Afrikaner: ANC Youth Leader on Trial For Hate Song


Controversial ANC leader Julius Malema is charged for contributing to the high murder rate on the Afrikaner community in South  Africa with his offending “shoot the Boer” lyrics

Below is an article published by The Guardian: 

Controversial ANC youth-wing leader Julius Malema is trying to protect his right to sing the words "shoot the Boer" in a civil suit brought by two predominantly Afrikaner organisations in South Africa. 

AfriForum, which says it represents Afrikaner interests, has argued that Malema's "objectionable utterances" amount to hate speech, and are an incitement to violence against whites. "Boer" is the Afrikaans word for farmer. 

Malema has argued that, in the context of liberation songs, the word merely refers to a system of white oppression. 

The case, which started on Monday, has attracted wide interest among the public, and was broadcast live on television. 

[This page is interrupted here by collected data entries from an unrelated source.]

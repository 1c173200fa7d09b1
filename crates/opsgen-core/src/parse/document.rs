use serde_json::{Map, Value};

/// Default title used when a spec has no `info.title`.
pub const DEFAULT_TITLE: &str = "Generated API";
/// Default version used when a spec has no `info.version`.
pub const DEFAULT_VERSION: &str = "1.0.0";

/// Look up `key` on an object node. Anything that is not an object has no keys.
pub fn get<'a>(node: &'a Value, key: &str) -> Option<&'a Value> {
    node.as_object()?.get(key)
}

/// The keys of an object node in document order, or nothing for non-objects.
pub fn keys_of(node: &Value) -> Vec<&str> {
    node.as_object()
        .map(|map| map.keys().map(String::as_str).collect())
        .unwrap_or_default()
}

pub fn get_str<'a>(node: &'a Value, key: &str) -> Option<&'a str> {
    get(node, key).and_then(Value::as_str)
}

pub fn get_bool(node: &Value, key: &str) -> Option<bool> {
    get(node, key).and_then(Value::as_bool)
}

pub fn get_f64(node: &Value, key: &str) -> Option<f64> {
    get(node, key).and_then(Value::as_f64)
}

pub fn get_u64(node: &Value, key: &str) -> Option<u64> {
    get(node, key).and_then(Value::as_u64)
}

/// Render a scalar as text. YAML happily turns `openapi: 3.0` into a float.
fn scalar_to_string(node: &Value) -> Option<String> {
    match node {
        Value::String(s) => Some(s.clone()),
        Value::Number(n) => Some(n.to_string()),
        _ => None,
    }
}

/// Which family of spec a document claims to be.
#[derive(Debug, Clone, PartialEq, Eq)]
pub enum SpecVersion {
    Swagger2(String),
    OpenApi3(String),
}

impl SpecVersion {
    pub fn detect(root: &Value) -> Option<Self> {
        if let Some(v) = get(root, "openapi").and_then(scalar_to_string) {
            return Some(SpecVersion::OpenApi3(v));
        }
        get(root, "swagger")
            .and_then(scalar_to_string)
            .map(SpecVersion::Swagger2)
    }

    pub fn as_str(&self) -> &str {
        match self {
            SpecVersion::Swagger2(v) | SpecVersion::OpenApi3(v) => v,
        }
    }

    pub fn is_swagger2(&self) -> bool {
        matches!(self, SpecVersion::Swagger2(_))
    }
}

/// A parsed OpenAPI/Swagger document. Read-only once constructed.
#[derive(Debug, Clone)]
pub struct SpecDocument {
    root: Value,
    version: SpecVersion,
    source: String,
}

impl SpecDocument {
    pub(crate) fn new(root: Value, version: SpecVersion, source: String) -> Self {
        Self {
            root,
            version,
            source,
        }
    }

    pub fn root(&self) -> &Value {
        &self.root
    }

    pub fn version(&self) -> &SpecVersion {
        &self.version
    }

    /// Where the document came from, for diagnostics.
    pub fn source(&self) -> &str {
        &self.source
    }

    /// Path templates and their path items, in document order.
    pub fn paths(&self) -> impl Iterator<Item = (&String, &Value)> {
        get(&self.root, "paths")
            .and_then(Value::as_object)
            .into_iter()
            .flat_map(Map::iter)
    }

    pub fn title(&self) -> &str {
        self.info_str("title").unwrap_or(DEFAULT_TITLE)
    }

    pub fn api_version(&self) -> String {
        get(&self.root, "info")
            .and_then(|info| get(info, "version"))
            .and_then(scalar_to_string)
            .filter(|v| !v.trim().is_empty())
            .unwrap_or_else(|| DEFAULT_VERSION.to_string())
    }

    pub fn description(&self) -> &str {
        self.info_str("description").unwrap_or("")
    }

    fn info_str(&self, key: &str) -> Option<&str> {
        get(&self.root, "info")
            .and_then(|info| get_str(info, key))
            .filter(|s| !s.trim().is_empty())
    }

    /// The spec-derived base URL: `servers[0].url` for OpenAPI 3 (with server
    /// variables replaced by their defaults), `schemes[0]://host/basePath` for
    /// Swagger 2. Trailing slashes are trimmed.
    pub fn base_url(&self) -> Option<String> {
        let url = match self.version {
            SpecVersion::OpenApi3(_) => self.openapi3_server_url(),
            SpecVersion::Swagger2(_) => self.swagger2_base_url(),
        }?;
        let trimmed = url.trim_end_matches('/');
        if trimmed.is_empty() {
            None
        } else {
            Some(trimmed.to_string())
        }
    }

    fn openapi3_server_url(&self) -> Option<String> {
        let server = get(&self.root, "servers")?.as_array()?.first()?;
        let mut url = get_str(server, "url")?.to_string();
        if let Some(variables) = get(server, "variables") {
            for name in keys_of(variables) {
                let default = get(variables, name)
                    .and_then(|var| get(var, "default"))
                    .and_then(scalar_to_string);
                if let Some(default) = default {
                    url = url.replace(&format!("{{{name}}}"), &default);
                }
            }
        }
        Some(url)
    }

    fn swagger2_base_url(&self) -> Option<String> {
        let host = get_str(&self.root, "host")?;
        let scheme = get(&self.root, "schemes")
            .and_then(Value::as_array)
            .and_then(|schemes| schemes.first())
            .and_then(Value::as_str)
            .unwrap_or("https");
        let base_path = get_str(&self.root, "basePath").unwrap_or("");
        let base_path = if base_path.is_empty() || base_path.starts_with('/') {
            base_path.to_string()
        } else {
            format!("/{base_path}")
        };
        Some(format!("{scheme}://{host}{base_path}"))
    }
}

#[cfg(test)]
mod tests {
    use super::*;
    use serde_json::json;

    fn doc(root: Value) -> SpecDocument {
        let version = SpecVersion::detect(&root).unwrap();
        SpecDocument::new(root, version, "test".to_string())
    }

    #[test]
    fn test_accessors_on_non_objects() {
        assert!(get(&json!([1, 2]), "a").is_none());
        assert!(keys_of(&json!("scalar")).is_empty());
        assert_eq!(keys_of(&json!({"b": 1, "a": 2})), vec!["b", "a"]);
    }

    #[test]
    fn test_numeric_version_marker() {
        let v = SpecVersion::detect(&json!({"openapi": 3.0})).unwrap();
        assert_eq!(v.as_str(), "3.0");
        let v = SpecVersion::detect(&json!({"swagger": "2.0"})).unwrap();
        assert!(v.is_swagger2());
        assert!(SpecVersion::detect(&json!({"info": {}})).is_none());
    }

    #[test]
    fn test_info_defaults() {
        let d = doc(json!({"openapi": "3.0.0", "paths": {}}));
        assert_eq!(d.title(), "Generated API");
        assert_eq!(d.api_version(), "1.0.0");
        assert_eq!(d.description(), "");
        assert_eq!(d.base_url(), None);
    }

    #[test]
    fn test_server_variables_substituted() {
        let d = doc(json!({
            "openapi": "3.0.0",
            "servers": [{
                "url": "https://{region}.example.com/v1/",
                "variables": {"region": {"default": "eu"}}
            }],
            "paths": {}
        }));
        assert_eq!(d.base_url().as_deref(), Some("https://eu.example.com/v1"));
    }

    #[test]
    fn test_swagger2_base_url() {
        let d = doc(json!({
            "swagger": "2.0",
            "host": "petstore.swagger.io",
            "basePath": "/v2",
            "schemes": ["http"],
            "paths": {}
        }));
        assert_eq!(d.base_url().as_deref(), Some("http://petstore.swagger.io/v2"));

        let d = doc(json!({"swagger": "2.0", "host": "api.example.com", "paths": {}}));
        assert_eq!(d.base_url().as_deref(), Some("https://api.example.com"));
    }
}
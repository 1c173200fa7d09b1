pub mod config;
pub mod error;
pub mod ir;
pub mod parse;
pub mod transform;

/// A generated file with path (relative to the output directory) and content.
#[derive(Debug, Clone)]
pub struct GeneratedFile {
    pub path: String,
    pub content: String,
}

/// Trait for code generators that produce files from a module descriptor.
pub trait CodeGenerator {
    type Config;
    fn generate(
        &self,
        module: &ir::ModuleDescriptor,
        config: &Self::Config,
    ) -> Result<Vec<GeneratedFile>, error::GeneratorError>;
}
use minijinja::{Environment, context};
use opsgen_core::error::GeneratorError;
use opsgen_core::ir::ModuleDescriptor;
use serde::Serialize;

use super::{render, single_line};

const FALLBACK_VERSION: &str = "1.0.0";

#[derive(Debug, Serialize)]
struct ManifestView {
    root_module: String,
    version: String,
    guid: String,
    description: String,
}

/// Emit `<Module>.psd1`.
pub fn emit_manifest(
    env: &Environment<'_>,
    module: &ModuleDescriptor,
    exports: &[String],
) -> Result<String, GeneratorError> {
    let description = match module.info.description.lines().find(|l| !l.trim().is_empty()) {
        Some(line) => single_line(line),
        None => format!("PowerShell client for {}", single_line(&module.info.title)),
    };
    let view = ManifestView {
        root_module: format!("{}.psm1", module.name),
        version: manifest_version(&module.info.version),
        guid: module_guid(&module.name),
        description,
    };
    render(
        env,
        "manifest.psd1.j2",
        context! { manifest => view, exports => exports },
    )
}

/// `ModuleVersion` accepts two to four numeric components; anything else
/// (`v1`, `2.0.0-beta`, `latest`) falls back to `1.0.0`.
pub fn manifest_version(version: &str) -> String {
    let parts: Vec<&str> = version.trim().split('.').collect();
    let numeric = (2..=4).contains(&parts.len())
        && parts.iter().all(|p| !p.is_empty() && p.parse::<u32>().is_ok());
    if numeric {
        version.trim().to_string()
    } else {
        FALLBACK_VERSION.to_string()
    }
}

/// A GUID derived from the module name, stable across runs and platforms.
pub fn module_guid(name: &str) -> String {
    let hi = fnv1a(name.as_bytes(), 0xcbf2_9ce4_8422_2325);
    let lo = fnv1a(name.as_bytes(), hi ^ 0x9e37_79b9_7f4a_7c15);
    format!(
        "{:08x}-{:04x}-{:04x}-{:04x}-{:012x}",
        hi >> 32,
        (hi >> 16) & 0xffff,
        (hi & 0x0fff) | 0x5000,
        ((lo >> 48) & 0x3fff) | 0x8000,
        lo & 0xffff_ffff_ffff
    )
}

fn fnv1a(bytes: &[u8], seed: u64) -> u64 {
    bytes.iter().fold(seed, |hash, b| {
        (hash ^ u64::from(*b)).wrapping_mul(0x0100_0000_01b3)
    })
}
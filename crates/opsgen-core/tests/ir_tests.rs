use opsgen_core::ir::{HttpMethod, ParamType, ParameterLocation, StandardParam};
use opsgen_core::parse;
use opsgen_core::transform::{self, TransformOptions};

const PETSTORE: &str = include_str!("fixtures/petstore.yaml");
const SWAGGER2: &str = include_str!("fixtures/swagger2.json");
const EDGE_CASES: &str = include_str!("fixtures/edge-cases.yaml");

#[test]
fn transform_petstore() {
    let spec = parse::from_yaml(PETSTORE).unwrap();
    let module = transform::transform(&spec);

    assert_eq!(module.name, "SwaggerPetstore");
    assert_eq!(module.info.title, "Swagger Petstore");
    assert_eq!(module.info.version, "1.0.0");
    assert_eq!(
        module.base_url.as_deref(),
        Some("https://api.petstore.example.com/v1")
    );
    assert_eq!(module.functions.len(), 14);
}

#[test]
fn petstore_function_names() {
    let spec = parse::from_yaml(PETSTORE).unwrap();
    let module = transform::transform(&spec);
    let names = module
        .functions
        .iter()
        .map(|f| f.name.as_str())
        .collect::<Vec<_>>()
        .join("\n");
    insta::assert_snapshot!("petstore_function_names", names);
}

#[test]
fn petstore_list_parameters() {
    let spec = parse::from_yaml(PETSTORE).unwrap();
    let module = transform::transform(&spec);
    let list = module
        .functions
        .iter()
        .find(|f| f.name == "Get-PetsList")
        .expect("should have Get-PetsList");

    assert_eq!(list.method, HttpMethod::Get);
    assert_eq!(list.summary, "List all pets");
    assert!(!list.has_body);
    let names: Vec<&str> = list.parameters.iter().map(|p| p.safe_name.as_str()).collect();
    assert_eq!(
        names,
        vec!["limit", "page_token", "tags", "BaseUri", "AuthToken", "NoThrow"]
    );

    let limit = &list.parameters[0];
    assert_eq!(limit.param_type, ParamType::Integer);
    assert!(!limit.required);
    let constraints = limit.constraints.as_ref().expect("limit should be bounded");
    assert_eq!(constraints.minimum, Some(1.0));
    assert_eq!(constraints.maximum, Some(100.0));

    // parameter $ref whose schema is itself a $ref
    let token = &list.parameters[1];
    assert_eq!(token.param_type, ParamType::String);
    let constraints = token.constraints.as_ref().expect("token should be constrained");
    assert_eq!(constraints.pattern.as_deref(), Some("^[A-Za-z0-9]+$"));
    assert_eq!(constraints.max_length, Some(64));

    assert_eq!(list.parameters[2].param_type, ParamType::StringArray);
}

#[test]
fn petstore_path_item_parameters_and_bodies() {
    let spec = parse::from_yaml(PETSTORE).unwrap();
    let module = transform::transform(&spec);
    let by_name = |name: &str| {
        module
            .functions
            .iter()
            .find(|f| f.name == name)
            .unwrap_or_else(|| panic!("should have {name}"))
    };

    let show = by_name("Get-Pets");
    let pet_id = show.path_parameters().next().expect("petId from path item");
    assert_eq!(pet_id.original_name, "petId");
    assert!(pet_id.required);
    assert_eq!(pet_id.description, "The id of the pet");

    let replace = by_name("Set-Pets");
    assert!(replace.has_body);
    assert!(replace.body_required);
    assert!(replace.body_parameter().is_some());

    let upload = by_name("Import-Photos");
    assert!(upload.has_body);
    assert!(!upload.body_required);

    let remove = by_name("Remove-Pets");
    assert!(remove.deprecated);
    assert_eq!(remove.description, "Deletes a pet");

    let inventory = by_name("Get-InventoryList");
    assert_eq!(inventory.summary, "Returns a map of status codes to quantities.");
    assert!(inventory.description.contains("Requires an api_key."));

    let update = by_name("Update-Users");
    let fields = update.query_parameters().next().expect("fields[user]");
    assert_eq!(fields.safe_name, "fields_user");
    assert_eq!(fields.original_name, "fields[user]");
    assert_eq!(
        fields.constraints.as_ref().unwrap().enum_values,
        vec!["name", "email"]
    );

    let v2 = by_name("Get-Pets1");
    assert_eq!(v2.path, "/v2/pets/{petId}");
    assert_eq!(v2.parameters[0].param_type, ParamType::Integer);

    let health = by_name("Invoke-Health");
    assert_eq!(health.method, HttpMethod::Head);
    assert_eq!(health.summary, "Calls HEAD /health.");
}

#[test]
fn every_function_carries_standard_parameters() {
    let spec = parse::from_yaml(PETSTORE).unwrap();
    let module = transform::transform(&spec);
    for f in &module.functions {
        for kind in [StandardParam::BaseUri, StandardParam::AuthToken, StandardParam::NoThrow] {
            assert!(
                f.standard_parameter(kind).is_some(),
                "{} is missing {}",
                f.name,
                kind.name()
            );
        }
        let path_params: Vec<_> = f.path_parameters().collect();
        assert!(path_params.iter().all(|p| p.required));
        assert!(
            path_params
                .windows(2)
                .all(|w| w[0].original_name <= w[1].original_name)
        );
    }
}

#[test]
fn transform_swagger2() {
    let spec = parse::from_json(SWAGGER2).unwrap();
    assert!(spec.version().is_swagger2());
    let module = transform::transform(&spec);

    assert_eq!(module.name, "LegacyInventory");
    assert_eq!(module.info.version, "v2");
    assert_eq!(
        module.base_url.as_deref(),
        Some("http://inventory.example.com/api")
    );

    let names: Vec<&str> = module.functions.iter().map(|f| f.name.as_str()).collect();
    assert_eq!(
        names,
        vec!["Search-Items", "Add-Items", "Remove-Items", "Update-Items"]
    );

    let search = &module.functions[0];
    let query: Vec<&str> = search
        .query_parameters()
        .map(|p| p.safe_name.as_str())
        .collect();
    assert_eq!(query, vec!["page", "q"]);
    assert_eq!(search.parameters[0].param_type, ParamType::Integer);
    assert_eq!(
        search.parameters[1].constraints.as_ref().unwrap().min_length,
        Some(2)
    );

    let add = &module.functions[1];
    assert!(add.has_body);
    assert!(add.body_required);

    let remove = &module.functions[2];
    assert_eq!(remove.path_parameters().count(), 1);

    let update = &module.functions[3];
    assert!(update.has_body);
    assert!(!update.body_required);
}

#[test]
fn operation_parameters_override_path_item() {
    let spec = parse::from_yaml(EDGE_CASES).unwrap();
    let module = transform::transform(&spec);
    let reports = &module.functions[0];
    assert_eq!(reports.name, "Get-ReportsList");

    let limit = reports
        .parameters
        .iter()
        .find(|p| p.original_name == "limit")
        .expect("should keep limit");
    assert_eq!(limit.param_type, ParamType::String);
    assert!(limit.required);
    assert_eq!(
        limit.constraints.as_ref().unwrap().enum_values,
        vec!["small", "large"]
    );
}

#[test]
fn unresolvable_parameters_are_skipped() {
    let spec = parse::from_yaml(EDGE_CASES).unwrap();
    let module = transform::transform(&spec);
    let reports = &module.functions[0];

    // missing, self-referencing and external refs are dropped, header and
    // cookie parameters are not exposed, reserved names get a suffix and
    // the second `filter_a` is dropped.
    let names: Vec<&str> = reports
        .parameters
        .iter()
        .map(|p| p.safe_name.as_str())
        .collect();
    assert_eq!(
        names,
        vec![
            "Verbose_query",
            "body_query",
            "filter_a",
            "limit",
            "BaseUri",
            "AuthToken",
            "NoThrow"
        ]
    );
    assert_eq!(reports.parameters[2].original_name, "filter.a");
    assert!(
        reports
            .parameters
            .iter()
            .all(|p| p.location != ParameterLocation::Body)
    );
}

#[test]
fn duplicate_names_get_numeric_suffixes() {
    let spec = parse::from_yaml(EDGE_CASES).unwrap();
    let module = transform::transform(&spec);
    let names: Vec<&str> = module.functions.iter().map(|f| f.name.as_str()).collect();
    assert_eq!(
        names,
        vec![
            "Get-ReportsList",
            "New-Users",
            "New-Users1",
            "New-Users2",
            "Remove-Jobs"
        ]
    );
    assert_eq!(module.info.version, "2024-01");
}

#[test]
fn query_parameters_are_capped() {
    let params: Vec<String> = (0..30)
        .map(|i| format!(r#"{{"name": "q{i:02}", "in": "query", "schema": {{"type": "string"}}}}"#))
        .collect();
    let json = format!(
        r#"{{"openapi": "3.0.0", "info": {{"title": "Wide", "version": "1"}},
            "paths": {{"/search": {{"get": {{"parameters": [{}]}}}}}}}}"#,
        params.join(",")
    );
    let spec = parse::from_json(&json).unwrap();

    let module = transform::transform(&spec);
    let search = &module.functions[0];
    assert_eq!(search.query_parameters().count(), 20);
    assert_eq!(search.query_parameters().last().unwrap().original_name, "q19");
    assert_eq!(search.omitted_query_parameters.len(), 10);
    assert_eq!(search.omitted_query_parameters[0], "q20");

    let options = TransformOptions {
        max_query_params: 5,
        ..TransformOptions::default()
    };
    let module = transform::transform_with_options(&spec, &options);
    assert_eq!(module.functions[0].query_parameters().count(), 5);
    assert_eq!(module.functions[0].omitted_query_parameters.len(), 25);
}

#[test]
fn custom_verbs_and_aliases() {
    let spec = parse::from_json(
        r#"{"openapi": "3.0.0", "paths": {
            "/jobs/{id}": {"post": {"operationId": "archiveJob"}},
            "/jobs": {"get": {"operationId": "listJobs"}}
        }}"#,
    )
    .unwrap();
    assert_eq!(transform::transform(&spec).functions[0].name, "New-Jobs");

    let mut options = TransformOptions::default();
    options
        .verbs
        .insert("archive".to_string(), "Remove".to_string());
    options
        .aliases
        .insert("Get-JobsList".to_string(), "Get-AllJobs".to_string());
    let module = transform::transform_with_options(&spec, &options);
    assert_eq!(module.functions[0].name, "Remove-Jobs");
    assert_eq!(module.functions[1].name, "Get-AllJobs");
}

#[test]
fn health_check_round_trip() {
    let spec = parse::from_json(
        r#"{"openapi": "3.0.0", "info": {"title": "Status", "version": "1.0.0"},
            "paths": {"/health": {"get": {"summary": "Health check"}}}}"#,
    )
    .unwrap();
    let module = transform::transform(&spec);
    assert_eq!(module.functions.len(), 1);

    let health = &module.functions[0];
    assert_eq!(health.name, "Get-HealthList");
    assert_eq!(health.path, "/health");
    assert_eq!(health.description, "Health check");
    let names: Vec<&str> = health.parameters.iter().map(|p| p.safe_name.as_str()).collect();
    assert_eq!(names, vec!["BaseUri", "AuthToken", "NoThrow"]);
    assert!(module.base_url.is_none());
}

AfriForum and a farmers' organisation are seeking an apology from Malema, and want him forbidden from singing the song in public again. They want him to pay R50,000 (£4,500) into a fund providing aid to victims of farm attacks, which have been numerous since the end of apartheid. 

Malema, who is renowned for his outspokenness, espouses extreme left-wing politics, making him something of a bogeyman for white South Africans. He was embraced by Winnie Madikizela-Mandela, the ex-wife of Nelson Mandela, a controversial figure in her own right, who sat beside him in court. 

Malema has sung the struggle song containing the offending lyrics on several occasions, and has been censured by the ANC leadership for doing so. But in a witness statement to the court before the case started he rejected the accusation that words would inspire people to hate or hurt white people. 

"I believe that this notion can only be founded upon a belief that the majority of black people are so gullible to the extent that they would simply mistake a liberation song for a call to war against their fellow citizens. I am of the view that at the centre of the anxiety of the sort expressed in this complaint is this unfortunate prejudice."